P. Albert-Birot et M. Mousseau,
7 poèmes, 1989

Z. Bianu et M. Mousseau,
Lisière d’infini, 2000

Z. Bianu et M. Mousseau,
Lisière d’infini, 2000

Suit un tout petit livre, Un Calicot. Laurent Debut, éditions Brandes, avait le projet de faire ces petits livres et de les déployer tout le long des murs du musée de Villeneuve d’Ascq. Il a sollicité cent manuscrits d’artistes, il doit y avoir quelque part une collection extraordinaire. Pour ce livre, j’ai fait le texte et l’illustration, c’était l’enjeu. Je suis allé chez Seuphor, qui était déjà très âgé, une visite amicale, et lui ai offert ce Calicot sans prétention. Il était assis, moi j’étais en face. Il a lu mon écriture à haute voix, et sous sa table je voyais son pied qui scandait sa parole, qui donnait le rythme, comme un truc de jazz, c’était vraiment étonnant, émouvant.

 

 

7 poèmes, c’est aussi chez Brandes, Laurent Debut. L’ouvrage est accompagné d’une gravure. Les textes d’Albert-Birot inspirés par une vision originelle de la poésie, ont réveillé en moi un souvenir d’enfance.
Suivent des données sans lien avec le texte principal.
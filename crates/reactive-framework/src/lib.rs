//! # Reactive Framework
//!
//! Building blocks for a client-side reactive data layer: remote data arrives as
//! push-based [`Stream`]s, gets cached, combined with local user actions, and
//! composed into view models that stay consistent as inputs change.
//!
//! ## Architecture Overview
//!
//! The crate separates concerns into three layers:
//!
//! 1. **Stream Layer** ([`Stream`], [`operators`], [`join`]) - cold producers and pure combinators
//! 2. **State Layer** ([`MulticastCache`], [`ActionStream`]) - the only places values are retained
//! 3. **Boundary Layer** ([`RemoteFetcher`], [`ResourceStore`], [`MessageChannel`]) - remote data in, user messages out
//!
//! ## Core Abstractions
//!
//! ### [`Stream`] - the base abstraction
//!
//! A stream is a recipe. Subscribing runs it and returns a [`Subscription`];
//! disposing the subscription stops delivery and releases upstream work.
//!
//! ```rust
//! use reactive_framework::{combine_latest2, ActionStream, Stream};
//! use std::cell::RefCell;
//! use std::rc::Rc;
//!
//! let prices = Stream::of(vec![10.0, 20.0]).map(|p| p.iter().map(|v| v * 1.5).collect::<Vec<f64>>());
//! let selection = ActionStream::with_initial(0usize);
//!
//! let shown = Rc::new(RefCell::new(Vec::new()));
//! let sink = shown.clone();
//! let _subscription = combine_latest2(&prices, &selection.stream())
//!     .map(|(prices, index)| prices[index])
//!     .for_each(move |price| sink.borrow_mut().push(price));
//!
//! selection.emit(1);
//! assert_eq!(*shown.borrow(), vec![15.0, 30.0]);
//! ```
//!
//! ### [`MulticastCache`] - fetch once, share with everyone
//!
//! [`Stream::share_replay`] runs the upstream once for all subscribers and replays
//! the latest value to late joiners.
//!
//! ### [`ActionStream`] - local actions as streams
//!
//! Holds a current value that only its owner can change with
//! [`emit`](ActionStream::emit); consumers get a read-only [`Stream`].
//!
//! ### Join strategies
//!
//! [`Stream::concat_in_order`], [`Stream::merge_concurrently`] and
//! [`Stream::switch_to_latest`] flatten per-item dependent fetches. See [`join`].
//!
//! ## Concurrency Model
//!
//! - The stream graph lives on one logical thread (`Rc`, `RefCell`); it is `!Send`
//! - Remote fetches are `tokio::task::spawn_local` tasks, so they need a [`tokio::task::LocalSet`]
//! - Each [`ResourceStore`] is an actor in its own Tokio task, reached over `mpsc` + `oneshot`
//! - Re-entrant events are queued per subscriber, never reordered
//!
//! ## Testing
//!
//! [`MockFetcher`] implements [`RemoteFetcher`] with scripted, synchronous
//! responses, so service graphs can be tested without a runtime. See the [`mock`]
//! module.

pub mod action;
pub mod cache;
pub mod compose;
pub mod error;
pub mod fetch;
pub mod join;
pub mod message;
pub mod mock;
pub mod operators;
pub mod store;
pub mod stream;
pub mod tracing;

// Re-export core types for convenience
pub use action::ActionStream;
pub use cache::MulticastCache;
pub use compose::{compose_view2, compose_view3, Ready};
pub use error::{FetchError, StreamError};
pub use fetch::{RemoteFetcher, Resource, ResourceClient};
pub use join::JoinStrategy;
pub use message::MessageChannel;
pub use mock::MockFetcher;
pub use operators::{combine_latest2, combine_latest3, combine_latest_all, merge};
pub use store::{ResourceRequest, ResourceStore, Response};
pub use stream::{Event, Stream, Subscriber, Subscription};
//! # Stream Errors
//!
//! This module defines the error types that travel through streams.
//! By centralizing error definitions, every operator, cache and join strategy
//! reports failures the same way.
//!
//! Errors are `Clone`: a [`MulticastCache`](crate::cache::MulticastCache) delivers
//! the same failure to every subscriber it holds.

/// A remote resource call failed.
#[derive(Debug, Clone, PartialEq, thiserror::Error)]
pub enum FetchError {
    /// The backend answered with an unsuccessful status code.
    #[error("Backend returned code {status}: {body}")]
    Status { status: u16, body: String },

    /// A client-side or network failure; no response was received.
    #[error("An error occurred: {0}")]
    Network(String),

    /// The resource store is gone (its channel closed or the response was dropped).
    #[error("Resource store unavailable: {0}")]
    Unavailable(String),
}

impl FetchError {
    /// Shorthand for a status failure, e.g. `FetchError::status(500, "boom")`.
    pub fn status(status: u16, body: impl Into<String>) -> Self {
        Self::Status {
            status,
            body: body.into(),
        }
    }

    /// Status code of the failure, when the backend produced one.
    pub fn status_code(&self) -> Option<u16> {
        match self {
            Self::Status { status, .. } => Some(*status),
            _ => None,
        }
    }
}

/// Error carried by the `Error` event of a [`Stream`](crate::Stream).
#[derive(Debug, Clone, PartialEq, thiserror::Error)]
pub enum StreamError {
    /// A remote fetch failed.
    #[error(transparent)]
    Fetch(#[from] FetchError),

    /// A dependent per-item fetch inside a join strategy failed.
    #[error("Dependent fetch failed: {0}")]
    Join(Box<StreamError>),
}

impl StreamError {
    /// Wraps an inner error raised by a dependent fetch.
    ///
    /// Nested joins wrap once: an error that is already a join error is kept as is.
    pub fn join(inner: StreamError) -> Self {
        match inner {
            Self::Join(_) => inner,
            Self::Fetch(_) => Self::Join(Box::new(inner)),
        }
    }

    /// The innermost fetch failure, looking through any join wrappers.
    pub fn root_fetch_error(&self) -> &FetchError {
        match self {
            Self::Fetch(e) => e,
            Self::Join(inner) => inner.root_fetch_error(),
        }
    }
}

#[cfg(test)]
mod tests {
    use super::*;

    #[test]
    fn test_status_message_mentions_code() {
        let err = StreamError::from(FetchError::status(500, "Internal Server Error"));
        assert_eq!(
            err.to_string(),
            "Backend returned code 500: Internal Server Error"
        );
    }

    #[test]
    fn test_join_error_keeps_root_cause() {
        let err = StreamError::join(FetchError::status(404, "no supplier").into());
        assert!(err.to_string().contains("404"));
        assert_eq!(err.root_fetch_error().status_code(), Some(404));

        let nested = StreamError::join(err.clone());
        assert_eq!(nested, err);
    }
}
Quand j’étais tout petit enfant, dans une église de campagne chez mes grands-parents, il y avait un antiphonaire vraiment énorme, je ne sais pas ce qu’il est devenu, avec des neumes. Il y avait quelqu’un qui faisait chanter les adolescents, et c’était extraordinaire. Ce livre était très beau, un très grand volume en couleurs, ça m’a marqué.

 

 

Lisière d’infini est un livre vraiment très important, qui s’approche du livre d’artiste, mais qui n’en est pas tout à fait un. Bruno Roy, éditions Fata morgana, au Marché de la poésie, place Saint-Sulpice, nous a demandé à Zéno Bianu et à moi-même, de faire un ouvrage. J’ai pris le travail que je faisais dans l’atelier sur la couleur et la construction, c’est ce travail d’atelier que j’ai voulu mettre dans ce livre. C’est de la peinture à l’huile, mais sur du papier, technique très difficile. Au dos des feuilles peintes apparaissait une tache de gras épouvantable. Je l’ai recouverte avec du noir, à la forme même du recto. Cela a beaucoup surpris le conservateur de la Bibliothèque nationale de La Haye. Réalisation et séchage, ce fut très long. Pour moi, ce temps est un enrichissement. Bruno Roy m’écrivait : « Alors, c’est pour bientôt ? Vous me l’envoyez quand ? » Et puis, à la fin, il m’a fait parvenir une lettre vraiment magnifique, où il disait « Bravo. Les versants noirs sont (j’imagine) une manière géniale de transformer une difficulté technique en surcroit de beauté » [4]. C’est évidemment en raison de l’usage de ce noir pour pallier un défaut qui, en réalité, redoublait l’image. Une surprise pour tout le monde.

 

   

 

J’ai fait une dizaine de livres avec Zéno Bianu. Même dans les livres d’artiste, j’aime qu’il y ait la couverture, faux titre et titre en typographie, ce qui donne à voir l’engagement du typographe et celui de l’éditeur. C’est le cas de Répertoire des apparitions, publié chez Bernard Dumerchez avec le concours de François Huin, typographe. Dans un premier temps, comme je fais toujours avec les poètes avec qui je travaille, on partage le territoire du livre. Pour moi, le livre ce n’est pas du page à page, mais c’est vraiment une circulation comme au théâtre sur le plateau de scène. Il y a les entrées, les sorties, etc. On partage des morceaux du territoire. J’ai commencé par faire les dessins, alors que dans le livre précédent, je suis parti d’un texte que j’ai illustré. Ici, ce sont des dessins à la mine de plomb. Sur les pages blanches qui lui étaient réservées dans ce duo, Zéno a scruté les dessins et dit chaque fois « Je vois ceci, cela, etc. » dans chacun des dessins.

 

Je vois
et je le reconnais
le territoire de la solitude
le vertige du sillon
le carbone
de la nuit étoilée. 

 

C’est un très beau poème, une correspondance où je me reconnais.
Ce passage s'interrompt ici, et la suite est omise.